(Records contained in a dataset)
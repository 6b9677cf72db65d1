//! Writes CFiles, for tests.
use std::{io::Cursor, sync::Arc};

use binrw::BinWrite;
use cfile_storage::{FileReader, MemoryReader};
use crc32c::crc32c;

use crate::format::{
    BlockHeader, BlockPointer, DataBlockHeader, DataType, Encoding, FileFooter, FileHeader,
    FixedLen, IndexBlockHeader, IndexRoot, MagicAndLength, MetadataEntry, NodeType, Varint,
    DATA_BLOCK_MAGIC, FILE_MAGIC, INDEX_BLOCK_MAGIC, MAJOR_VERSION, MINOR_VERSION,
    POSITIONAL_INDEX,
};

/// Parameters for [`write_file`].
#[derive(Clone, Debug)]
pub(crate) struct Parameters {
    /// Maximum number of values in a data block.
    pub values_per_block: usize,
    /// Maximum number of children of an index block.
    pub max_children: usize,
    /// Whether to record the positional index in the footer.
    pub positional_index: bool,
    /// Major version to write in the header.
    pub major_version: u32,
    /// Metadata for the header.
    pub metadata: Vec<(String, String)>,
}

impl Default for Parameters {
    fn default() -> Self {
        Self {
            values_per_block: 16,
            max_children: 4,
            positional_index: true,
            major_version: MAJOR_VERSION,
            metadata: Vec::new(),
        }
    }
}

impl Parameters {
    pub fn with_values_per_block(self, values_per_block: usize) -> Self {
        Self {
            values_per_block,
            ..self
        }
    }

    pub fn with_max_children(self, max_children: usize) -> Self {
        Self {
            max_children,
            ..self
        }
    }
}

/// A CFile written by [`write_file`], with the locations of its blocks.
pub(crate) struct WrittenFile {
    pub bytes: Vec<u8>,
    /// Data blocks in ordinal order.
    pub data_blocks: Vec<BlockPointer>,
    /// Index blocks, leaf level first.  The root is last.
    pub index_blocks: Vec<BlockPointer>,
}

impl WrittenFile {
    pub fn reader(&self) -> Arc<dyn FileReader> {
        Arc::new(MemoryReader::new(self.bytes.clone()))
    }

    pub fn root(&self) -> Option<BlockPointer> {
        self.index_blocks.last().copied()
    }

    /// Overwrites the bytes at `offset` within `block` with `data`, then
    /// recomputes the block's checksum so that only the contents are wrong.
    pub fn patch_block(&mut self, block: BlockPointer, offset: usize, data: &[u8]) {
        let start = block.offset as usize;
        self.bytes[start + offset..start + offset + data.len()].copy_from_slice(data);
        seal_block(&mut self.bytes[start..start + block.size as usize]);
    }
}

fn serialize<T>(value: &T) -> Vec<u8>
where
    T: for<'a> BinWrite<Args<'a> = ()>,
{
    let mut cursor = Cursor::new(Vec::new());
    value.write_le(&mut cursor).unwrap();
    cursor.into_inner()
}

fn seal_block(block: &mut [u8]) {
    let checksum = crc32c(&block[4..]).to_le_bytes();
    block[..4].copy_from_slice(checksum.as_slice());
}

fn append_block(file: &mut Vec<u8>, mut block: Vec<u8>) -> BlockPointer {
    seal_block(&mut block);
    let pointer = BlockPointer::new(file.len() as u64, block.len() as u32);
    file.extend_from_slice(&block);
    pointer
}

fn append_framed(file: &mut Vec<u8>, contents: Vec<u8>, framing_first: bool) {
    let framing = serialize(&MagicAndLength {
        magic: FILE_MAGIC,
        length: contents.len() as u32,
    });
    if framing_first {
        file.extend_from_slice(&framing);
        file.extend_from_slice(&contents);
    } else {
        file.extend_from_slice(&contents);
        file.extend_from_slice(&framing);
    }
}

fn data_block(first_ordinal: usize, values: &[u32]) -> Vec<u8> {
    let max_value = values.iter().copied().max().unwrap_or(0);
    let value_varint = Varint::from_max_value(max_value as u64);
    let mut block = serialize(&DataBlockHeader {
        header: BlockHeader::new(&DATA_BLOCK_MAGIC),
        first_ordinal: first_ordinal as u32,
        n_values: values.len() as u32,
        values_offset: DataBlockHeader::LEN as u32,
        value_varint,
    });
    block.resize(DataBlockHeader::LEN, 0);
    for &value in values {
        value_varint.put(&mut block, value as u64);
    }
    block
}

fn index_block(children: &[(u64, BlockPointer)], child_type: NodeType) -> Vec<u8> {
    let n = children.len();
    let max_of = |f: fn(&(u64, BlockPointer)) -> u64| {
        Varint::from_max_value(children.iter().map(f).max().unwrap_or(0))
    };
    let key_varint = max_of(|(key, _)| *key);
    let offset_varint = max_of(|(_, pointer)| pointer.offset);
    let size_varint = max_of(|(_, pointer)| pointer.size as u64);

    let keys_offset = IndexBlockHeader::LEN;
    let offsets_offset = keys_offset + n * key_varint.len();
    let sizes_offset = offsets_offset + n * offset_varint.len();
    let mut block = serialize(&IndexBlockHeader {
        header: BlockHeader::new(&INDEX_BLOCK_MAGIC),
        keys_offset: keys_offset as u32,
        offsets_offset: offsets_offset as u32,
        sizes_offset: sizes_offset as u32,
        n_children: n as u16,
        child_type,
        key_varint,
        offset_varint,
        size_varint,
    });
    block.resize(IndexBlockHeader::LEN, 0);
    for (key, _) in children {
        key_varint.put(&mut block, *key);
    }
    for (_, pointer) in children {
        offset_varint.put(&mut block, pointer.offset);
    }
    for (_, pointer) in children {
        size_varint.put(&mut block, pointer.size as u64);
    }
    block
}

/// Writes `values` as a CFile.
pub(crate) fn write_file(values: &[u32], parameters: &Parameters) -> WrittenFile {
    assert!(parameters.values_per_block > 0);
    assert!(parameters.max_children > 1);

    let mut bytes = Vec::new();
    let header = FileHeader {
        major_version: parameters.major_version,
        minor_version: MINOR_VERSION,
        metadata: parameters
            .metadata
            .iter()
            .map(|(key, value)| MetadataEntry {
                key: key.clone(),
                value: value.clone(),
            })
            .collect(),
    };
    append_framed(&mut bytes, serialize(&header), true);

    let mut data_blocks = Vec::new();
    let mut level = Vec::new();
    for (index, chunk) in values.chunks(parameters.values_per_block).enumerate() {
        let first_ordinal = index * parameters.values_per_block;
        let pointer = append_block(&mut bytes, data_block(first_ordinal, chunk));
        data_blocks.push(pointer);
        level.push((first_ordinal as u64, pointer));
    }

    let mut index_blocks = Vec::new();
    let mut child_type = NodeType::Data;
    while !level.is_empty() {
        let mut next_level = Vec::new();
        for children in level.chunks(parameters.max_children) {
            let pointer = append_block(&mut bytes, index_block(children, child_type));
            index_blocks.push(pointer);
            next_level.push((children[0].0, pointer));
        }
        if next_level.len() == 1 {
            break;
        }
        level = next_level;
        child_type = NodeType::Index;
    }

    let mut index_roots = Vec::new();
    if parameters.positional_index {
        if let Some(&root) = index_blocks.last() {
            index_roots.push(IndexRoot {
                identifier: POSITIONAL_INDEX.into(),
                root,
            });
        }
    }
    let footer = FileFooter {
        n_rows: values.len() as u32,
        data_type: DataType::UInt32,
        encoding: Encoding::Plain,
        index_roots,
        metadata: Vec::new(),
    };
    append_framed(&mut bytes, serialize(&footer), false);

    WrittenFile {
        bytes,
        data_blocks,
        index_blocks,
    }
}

== ACTIVITY ==
Please write out every line of the data exactly.

== RESULT ==
repository 6b9677cf72db65d1
//! Writes CFiles, for tests.
use std::{io::Cursor, sync::Arc};

use binrw::BinWrite;
use cfile_storage::{FileReader, MemoryReader};
use crc32c::crc32c;

use crate::format::{
    BlockHeader, BlockPointer, DataBlockHeader, DataType, Encoding, FileFooter, FileHeader,
    FixedLen, IndexBlockHeader, IndexRoot, MagicAndLength, MetadataEntry, NodeType, Varint,
    DATA_BLOCK_MAGIC, FILE_MAGIC, INDEX_BLOCK_MAGIC, MAJOR_VERSION, MINOR_VERSION,
    POSITIONAL_INDEX,
};

/// Parameters for [`write_file`].
#[derive(Clone, Debug)]
pub(crate) struct Parameters {
    /// Maximum number of values in a data block.
    pub values_per_block: usize,
    /// Maximum number of children of an index block.
    pub max_children: usize,
    /// Whether to record the positional index in the footer.
    pub positional_index: bool,
    /// Major version to write in the header.
    pub major_version: u32,
    /// Metadata for the header.
    pub metadata: Vec<(String, String)>,
}

impl Default for Parameters {
    fn default() -> Self {
        Self {
            values_per_block: 16,
            max_children: 4,
            positional_index: true,
            major_version: MAJOR_VERSION,
            metadata: Vec::new(),
        }
    }
}

impl Parameters {
    pub fn with_values_per_block(self, values_per_block: usize) -> Self {
        Self {
            values_per_block,
            ..self
        }
    }

    pub fn with_max_children(self, max_children: usize) -> Self {
        Self {
            max_children,
            ..self
        }
    }
}

/// A CFile written by [`write_file`], with the locations of its blocks.
pub(crate) struct WrittenFile {
    pub bytes: Vec<u8>,
    /// Data blocks in ordinal order.
    pub data_blocks: Vec<BlockPointer>,
    /// Index blocks, leaf level first.  The root is last.
    pub index_blocks: Vec<BlockPointer>,
}

impl WrittenFile {
    pub fn reader(&self) -> Arc<dyn FileReader> {
        Arc::new(MemoryReader::new(self.bytes.clone()))
    }

    pub fn root(&self) -> Option<BlockPointer> {
        self.index_blocks.last().copied()
    }

    /// Overwrites the bytes at `offset` within `block` with `data`, then
    /// recomputes the block's checksum so that only the contents are wrong.
    pub fn patch_block(&mut self, block: BlockPointer, offset: usize, data: &[u8]) {
        let start = block.offset as usize;
        self.bytes[start + offset..start + offset + data.len()].copy_from_slice(data);
        seal_block(&mut self.bytes[start..start + block.size as usize]);
    }
}

fn serialize<T>(value: &T) -> Vec<u8>
where
    T: for<'a> BinWrite<Args<'a> = ()>,
{
    let mut cursor = Cursor::new(Vec::new());
    value.write_le(&mut cursor).unwrap();
    cursor.into_inner()
}

fn seal_block(block: &mut [u8]) {
    let checksum = crc32c(&block[4..]).to_le_bytes();
    block[..4].copy_from_slice(checksum.as_slice());
}

fn append_block(file: &mut Vec<u8>, mut block: Vec<u8>) -> BlockPointer {
    seal_block(&mut block);
    let pointer = BlockPointer::new(file.len() as u64, block.len() as u32);
    file.extend_from_slice(&block);
    pointer
}

fn append_framed(file: &mut Vec<u8>, contents: Vec<u8>, framing_first: bool) {
    let framing = serialize(&MagicAndLength {
        magic: FILE_MAGIC,
        length: contents.len() as u32,
    });
    if framing_first {
        file.extend_from_slice(&framing);
        file.extend_from_slice(&contents);
    } else {
        file.extend_from_slice(&contents);
        file.extend_from_slice(&framing);
    }
}

fn data_block(first_ordinal: usize, values: &[u32]) -> Vec<u8> {
    let max_value = values.iter().copied().max().unwrap_or(0);
    let value_varint = Varint::from_max_value(max_value as u64);
    let mut block = serialize(&DataBlockHeader {
        header: BlockHeader::new(&DATA_BLOCK_MAGIC),
        first_ordinal: first_ordinal as u32,
        n_values: values.len() as u32,
        values_offset: DataBlockHeader::LEN as u32,
        value_varint,
    });
    block.resize(DataBlockHeader::LEN, 0);
    for &value in values {
        value_varint.put(&mut block, value as u64);
    }
    block
}

fn index_block(children: &[(u64, BlockPointer)], child_type: NodeType) -> Vec<u8> {
    let n = children.len();
    let max_of = |f: fn(&(u64, BlockPointer)) -> u64| {
        Varint::from_max_value(children.iter().map(f).max().unwrap_or(0))
    };
    let key_varint = max_of(|(key, _)| *key);
    let offset_varint = max_of(|(_, pointer)| pointer.offset);
    let size_varint = max_of(|(_, pointer)| pointer.size as u64);

    let keys_offset = IndexBlockHeader::LEN;
    let offsets_offset = keys_offset + n * key_varint.len();
    let sizes_offset = offsets_offset + n * offset_varint.len();
    let mut block = serialize(&IndexBlockHeader {
        header: BlockHeader::new(&INDEX_BLOCK_MAGIC),
        keys_offset: keys_offset as u32,
        offsets_offset: offsets_offset as u32,
        sizes_offset: sizes_offset as u32,
        n_children: n as u16,
        child_type,
        key_varint,
        offset_varint,
        size_varint,
    });
    block.resize(IndexBlockHeader::LEN, 0);
    for (key, _) in children {
        key_varint.put(&mut block, *key);
    }
    for (_, pointer) in children {
        offset_varint.put(&mut block, pointer.offset);
    }
    for (_, pointer) in children {
        size_varint.put(&mut block, pointer.size as u64);
    }
    block
}

/// Writes `values` as a CFile.
pub(crate) fn write_file(values: &[u32], parameters: &Parameters) -> WrittenFile {
    assert!(parameters.values_per_block > 0);
    assert!(parameters.max_children > 1);

    let mut bytes = Vec::new();
    let header = FileHeader {
        major_version: parameters.major_version,
        minor_version: MINOR_VERSION,
        metadata: parameters
            .metadata
            .iter()
            .map(|(key, value)| MetadataEntry {
                key: key.clone(),
                value: value.clone(),
            })
            .collect(),
    };
    append_framed(&mut bytes, serialize(&header), true);

    let mut data_blocks = Vec::new();
    let mut level = Vec::new();
    for (index, chunk) in values.chunks(parameters.values_per_block).enumerate() {
        let first_ordinal = index * parameters.values_per_block;
        let pointer = append_block(&mut bytes, data_block(first_ordinal, chunk));
        data_blocks.push(pointer);
        level.push((first_ordinal as u64, pointer));
    }

    let mut index_blocks = Vec::new();
    let mut child_type = NodeType::Data;
    while !level.is_empty() {
        let mut next_level = Vec::new();
        for children in level.chunks(parameters.max_children) {
            let pointer = append_block(&mut bytes, index_block(children, child_type));
            index_blocks.push(pointer);
            next_level.push((children[0].0, pointer));
        }
        if next_level.len() == 1 {
            break;
        }
        level = next_level;
        child_type = NodeType::Index;
    }

    let mut index_roots = Vec::new();
    if parameters.positional_index {
        if let Some(&root) = index_blocks.last() {
            index_roots.push(IndexRoot {
                identifier: POSITIONAL_INDEX.into(),
                root,
            });
        }
    }
    let footer = FileFooter {
        n_rows: values.len() as u32,
        data_type: DataType::UInt32,
        encoding: Encoding::Plain,
        index_roots,
        metadata: Vec::new(),
    };
    append_framed(&mut bytes, serialize(&footer), false);

    WrittenFile {
        bytes,
        data_blocks,
        index_blocks,
    }
}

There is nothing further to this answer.